Life has a funny way of changing plans. You see, earlier in that year my girlfriend had accepted a proposal to be my wife. I was just a dirt-poor college student at the time, so as the wedding day drew closer, I volunteered to work full time with the Navy Reserve to make ends meet, and save up enough to pay for the wedding. I had to unfortunately drop my classes, stop playing music, withdraw from going to Crossfit Jax, and hold on my own within the next 8 months. I managed to keep the weight off, but I had to workout on my own. I PT'ed at the squadron, trained in the pool, surfed and skated when I could, and used a beach cruiser as transportation as much as possible. I kept the weight off. Life was stressful, but things were good. It was a beautiful ceremony on the beach, and my beautiful wife and I started our life together.

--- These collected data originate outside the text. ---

#[cfg(test)]
mod tests {
    use std::fs;
    use std::path::{Path, PathBuf};
    use std::sync::atomic::{AtomicUsize, Ordering};
    use std::sync::Arc;

    use anyhow::bail;
    use serde_json::Value;
    use studio_contracts::history::EncodedImage;
    use studio_contracts::session::SessionPhase;

    use super::{
        mime_for_path, DryrunProvider, EditRequest, ImageEditProvider, SessionController,
        DEFAULT_INSTRUCTION,
    };

    struct CountingProvider {
        calls: Arc<AtomicUsize>,
    }

    impl ImageEditProvider for CountingProvider {
        fn name(&self) -> &str {
            "counting"
        }

        fn edit(&self, request: &EditRequest) -> anyhow::Result<EncodedImage> {
            self.calls.fetch_add(1, Ordering::SeqCst);
            Ok(EncodedImage::from_bytes(
                format!("edited:{}", request.instruction).as_bytes(),
                "image/png",
            ))
        }
    }

    struct EmptyProvider;

    impl ImageEditProvider for EmptyProvider {
        fn name(&self) -> &str {
            "empty"
        }

        fn edit(&self, _request: &EditRequest) -> anyhow::Result<EncodedImage> {
            Ok(EncodedImage {
                mime_type: "image/png".to_string(),
                data: String::new(),
            })
        }
    }

    struct FailingProvider {
        message: &'static str,
    }

    impl ImageEditProvider for FailingProvider {
        fn name(&self) -> &str {
            "failing"
        }

        fn edit(&self, _request: &EditRequest) -> anyhow::Result<EncodedImage> {
            bail!("{}", self.message)
        }
    }

    fn write_source(dir: &Path, name: &str, bytes: &[u8]) -> anyhow::Result<PathBuf> {
        let path = dir.join(name);
        fs::write(&path, bytes)?;
        Ok(path)
    }

    fn controller_with(
        temp: &Path,
        provider: Box<dyn ImageEditProvider>,
    ) -> anyhow::Result<SessionController> {
        let session_dir = temp.join("session");
        let events_path = session_dir.join("events.jsonl");
        SessionController::with_provider(session_dir, events_path, provider)
    }

    fn event_types(controller: &SessionController) -> anyhow::Result<Vec<String>> {
        let raw = fs::read_to_string(controller.event_writer().path())?;
        Ok(raw
            .lines()
            .filter_map(|line| serde_json::from_str::<Value>(line).ok())
            .filter_map(|row| row.get("type").and_then(Value::as_str).map(str::to_string))
            .collect())
    }

    #[test]
    fn generate_appends_one_record_and_succeeds() -> anyhow::Result<()> {
        let temp = tempfile::tempdir()?;
        let source = write_source(temp.path(), "source.png", b"source-pixels")?;
        let mut controller = controller_with(temp.path(), Box::new(DryrunProvider))?;

        controller.select_image(&source)?;
        controller.update_instruction("add rain");
        let record = controller.generate()?;

        assert_eq!(controller.phase(), SessionPhase::Succeeded);
        assert_eq!(controller.error(), None);
        assert_eq!(controller.history().len(), 1);
        assert_eq!(controller.history().records()[0].id, record.id);
        assert_eq!(record.prompt, "add rain");
        assert_eq!(record.original.decode()?, b"source-pixels");
        assert!(!record.generated.is_empty());
        assert!(record.timestamp_ms > 0);
        Ok(())
    }

    #[test]
    fn history_is_strictly_newest_first() -> anyhow::Result<()> {
        let temp = tempfile::tempdir()?;
        let first = write_source(temp.path(), "a.png", b"image-a")?;
        let second = write_source(temp.path(), "c.png", b"image-c")?;
        let mut controller = controller_with(temp.path(), Box::new(DryrunProvider))?;

        controller.select_image(&first)?;
        controller.update_instruction("first pass");
        let record_a = controller.generate()?;

        controller.select_image(&second)?;
        controller.update_instruction("second pass");
        let record_c = controller.generate()?;

        let records = controller.history().records();
        assert_eq!(records.len(), 2);
        assert_eq!(records[0].id, record_c.id);
        assert_eq!(records[0].original.decode()?, b"image-c");
        assert_eq!(records[1].id, record_a.id);
        assert_eq!(records[1].original.decode()?, b"image-a");
        Ok(())
    }

    #[test]
    fn generate_without_selection_never_reaches_provider() -> anyhow::Result<()> {
        let temp = tempfile::tempdir()?;
        let calls = Arc::new(AtomicUsize::new(0));
        let mut controller = controller_with(
            temp.path(),
            Box::new(CountingProvider {
                calls: calls.clone(),
            }),
        )?;

        let err = controller.generate().unwrap_err();
        assert_eq!(err.to_string(), "Please select an image first.");
        assert_eq!(controller.error(), Some("Please select an image first."));
        assert_eq!(controller.phase(), SessionPhase::Idle);
        assert!(controller.history().is_empty());
        assert_eq!(calls.load(Ordering::SeqCst), 0);
        Ok(())
    }

    #[test]
    fn provider_failure_surfaces_message_without_touching_history() -> anyhow::Result<()> {
        let temp = tempfile::tempdir()?;
        let source = write_source(temp.path(), "a.png", b"image-a")?;
        let mut controller = controller_with(
            temp.path(),
            Box::new(FailingProvider {
                message: "quota exceeded",
            }),
        )?;

        controller.select_image(&source)?;
        let err = controller.generate().unwrap_err();

        assert_eq!(err.to_string(), "quota exceeded");
        assert_eq!(controller.phase(), SessionPhase::Failed);
        assert_eq!(controller.error(), Some("quota exceeded"));
        assert!(controller.history().is_empty());
        Ok(())
    }

    #[test]
    fn empty_provider_result_counts_as_failure() -> anyhow::Result<()> {
        let temp = tempfile::tempdir()?;
        let source = write_source(temp.path(), "a.png", b"image-a")?;
        let mut controller = controller_with(temp.path(), Box::new(EmptyProvider))?;

        controller.select_image(&source)?;
        assert!(controller.generate().is_err());

        assert_eq!(controller.phase(), SessionPhase::Failed);
        assert_eq!(controller.error(), Some("Failed to generate image."));
        assert!(controller.history().is_empty());
        Ok(())
    }

    #[test]
    fn selecting_a_new_image_clears_a_failed_phase_and_error() -> anyhow::Result<()> {
        let temp = tempfile::tempdir()?;
        let source = write_source(temp.path(), "a.png", b"image-a")?;
        let mut controller = controller_with(
            temp.path(),
            Box::new(FailingProvider { message: "boom" }),
        )?;

        controller.select_image(&source)?;
        assert!(controller.generate().is_err());
        assert_eq!(controller.phase(), SessionPhase::Failed);
        assert_eq!(controller.error(), Some("boom"));

        controller.select_image(&source)?;
        assert_eq!(controller.phase(), SessionPhase::Idle);
        assert_eq!(controller.error(), None);
        Ok(())
    }

    #[test]
    fn delete_record_is_idempotent_and_keeps_phase() -> anyhow::Result<()> {
        let temp = tempfile::tempdir()?;
        let source = write_source(temp.path(), "a.png", b"image-a")?;
        let mut controller = controller_with(temp.path(), Box::new(DryrunProvider))?;

        controller.select_image(&source)?;
        let first = controller.generate()?;
        let second = controller.generate()?;

        assert!(controller.delete_record(&second.id)?);
        assert!(!controller.delete_record(&second.id)?);
        assert!(!controller.delete_record("missing")?);
        assert_eq!(controller.history().len(), 1);
        assert_eq!(controller.history().records()[0].id, first.id);
        assert_eq!(controller.phase(), SessionPhase::Succeeded);
        Ok(())
    }

    #[test]
    fn clear_history_is_idempotent() -> anyhow::Result<()> {
        let temp = tempfile::tempdir()?;
        let source = write_source(temp.path(), "a.png", b"image-a")?;
        let mut controller = controller_with(temp.path(), Box::new(DryrunProvider))?;

        controller.select_image(&source)?;
        controller.generate()?;
        controller.clear_history()?;
        assert!(controller.history().is_empty());
        controller.clear_history()?;
        assert!(controller.history().is_empty());
        Ok(())
    }

    #[test]
    fn clear_selection_resets_instruction_and_phase() -> anyhow::Result<()> {
        let temp = tempfile::tempdir()?;
        let source = write_source(temp.path(), "a.png", b"image-a")?;
        let mut controller = controller_with(temp.path(), Box::new(DryrunProvider))?;

        controller.select_image(&source)?;
        controller.update_instruction("make it snow");
        controller.generate()?;
        assert_eq!(controller.phase(), SessionPhase::Succeeded);

        controller.clear_selection()?;
        assert!(!controller.has_selection());
        assert_eq!(controller.instruction(), DEFAULT_INSTRUCTION);
        assert_eq!(controller.phase(), SessionPhase::Idle);
        assert_eq!(controller.history().len(), 1);
        Ok(())
    }

    #[test]
    fn preview_files_are_released_on_replace_and_clear() -> anyhow::Result<()> {
        let temp = tempfile::tempdir()?;
        let first = write_source(temp.path(), "a.png", b"image-a")?;
        let second = write_source(temp.path(), "b.jpg", b"image-b")?;
        let mut controller = controller_with(temp.path(), Box::new(DryrunProvider))?;

        controller.select_image(&first)?;
        let first_preview = controller.preview_path().map(Path::to_path_buf).unwrap();
        assert!(first_preview.exists());

        controller.select_image(&second)?;
        let second_preview = controller.preview_path().map(Path::to_path_buf).unwrap();
        assert!(!first_preview.exists());
        assert!(second_preview.exists());
        assert_eq!(second_preview.extension().and_then(|e| e.to_str()), Some("jpg"));

        controller.clear_selection()?;
        assert!(!second_preview.exists());
        assert_eq!(controller.preview_path(), None);
        Ok(())
    }

    #[test]
    fn export_writes_clone_named_artifact() -> anyhow::Result<()> {
        let temp = tempfile::tempdir()?;
        let source = write_source(temp.path(), "a.png", b"image-a")?;
        let mut controller = controller_with(temp.path(), Box::new(DryrunProvider))?;

        controller.select_image(&source)?;
        let record = controller.generate()?;

        let out_dir = temp.path().join("exports");
        let path = controller.export_record(&record.id, &out_dir)?;
        assert_eq!(
            path.file_name().and_then(|n| n.to_str()),
            Some(format!("clone-{}.png", record.id).as_str())
        );
        assert_eq!(fs::read(&path)?, record.generated.decode()?);

        assert!(controller
            .export_record("missing", &out_dir)
            .is_err());
        Ok(())
    }

    #[test]
    fn session_events_trace_the_lifecycle() -> anyhow::Result<()> {
        let temp = tempfile::tempdir()?;
        let source = write_source(temp.path(), "a.png", b"image-a")?;
        let mut controller = controller_with(temp.path(), Box::new(DryrunProvider))?;

        controller.select_image(&source)?;
        let record = controller.generate()?;
        controller.delete_record(&record.id)?;
        controller.clear_history()?;
        controller.clear_selection()?;

        let types = event_types(&controller)?;
        assert!(types.contains(&"image_selected".to_string()));
        assert!(types.contains(&"generation_started".to_string()));
        assert!(types.contains(&"generation_succeeded".to_string()));
        assert!(types.contains(&"record_deleted".to_string()));
        assert!(types.contains(&"history_cleared".to_string()));
        assert!(types.contains(&"selection_cleared".to_string()));

        let started_idx = types
            .iter()
            .position(|value| value == "generation_started")
            .expect("missing generation_started");
        let succeeded_idx = types
            .iter()
            .position(|value| value == "generation_succeeded")
            .expect("missing generation_succeeded");
        assert!(started_idx < succeeded_idx);
        Ok(())
    }

    #[test]
    fn failed_generation_emits_failure_event_only() -> anyhow::Result<()> {
        let temp = tempfile::tempdir()?;
        let source = write_source(temp.path(), "a.png", b"image-a")?;
        let mut controller = controller_with(
            temp.path(),
            Box::new(FailingProvider { message: "boom" }),
        )?;

        controller.select_image(&source)?;
        assert!(controller.generate().is_err());

        let types = event_types(&controller)?;
        assert!(types.contains(&"generation_failed".to_string()));
        assert!(!types.contains(&"generation_succeeded".to_string()));
        Ok(())
    }

    #[test]
    fn dryrun_output_is_a_decodable_png() -> anyhow::Result<()> {
        let request = EditRequest {
            image: EncodedImage::from_bytes(b"anything", "image/png"),
            instruction: "add rain".to_string(),
        };
        let generated = DryrunProvider.edit(&request)?;
        assert_eq!(generated.mime_type, "image/png");
        let decoded = image::load_from_memory(&generated.decode()?)?;
        assert_eq!(decoded.width(), super::DRYRUN_EDGE);
        assert_eq!(decoded.height(), super::DRYRUN_EDGE);

        // Deterministic per instruction.
        let again = DryrunProvider.edit(&request)?;
        assert_eq!(generated, again);
        Ok(())
    }

    #[test]
    fn mime_inference_follows_extension_only() {
        assert_eq!(mime_for_path(Path::new("a.png")), Some("image/png"));
        assert_eq!(mime_for_path(Path::new("a.JPG")), Some("image/jpeg"));
        assert_eq!(mime_for_path(Path::new("a.jpeg")), Some("image/jpeg"));
        assert_eq!(mime_for_path(Path::new("a.webp")), Some("image/webp"));
        assert_eq!(mime_for_path(Path::new("a.txt")), None);
        assert_eq!(mime_for_path(Path::new("noext")), None);
    }
}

I started this blog after the celebration wore off from the wedding. We needed a detox and wanted to get healthy, so I decided to start a blog to keep me honest. I had been following Mark Sisson's 80/20 principle for years, but the preceding events meant that my 20% was actually more like 45. Having this blog acting as someone to answer to, let me stay true to the principles I had adopted and keep me honest. I also wanted to become a better writer, and the blog was a way to vent. I won't go into any more of the story since it's all in the blog already, but life has been on a steady upswing ever since we got married. I have a great job, a beautiful wife who happens to be the mother of our beautiful little girl, and I happened to have lost a total of 40Lbs while adding significant muscle and strength. 35 have been in the last 18 months, as I put on sympathy weight during the pregnancy. I am faster, stronger, leaner, fitter, and I keep blasting through goals. I look at where I was, and what I know now. I wish the information available now was around when I was stuck in the fitness magazines. I want to go back in time to tell past me to wise up, so I never got int the fat mess I was in.
I started following Paleo Template over 4 years ago, and have been more strict for a year. I started Fasting regularly, and keep holding experiments of 1. I have read volumes of information through books, website, blogs, papers, and forum posts. People are changing their lives by eating real food, and the message is getting louder everyday.
Here is a comparison of me Then:
I'll keep experimenting, and working hard on my goals. I'll keep everyone up to date on this blog.
Paleo works, even when you don't have a lot to lose. I'm healthier, stronger, fitter, and leaner. I went from 220Lbs. to 185Lbs over the course of the last 18 months, and I keep seeing ways to improve. I'm not finished, so I won't post an "After" shot until I feel I hit it.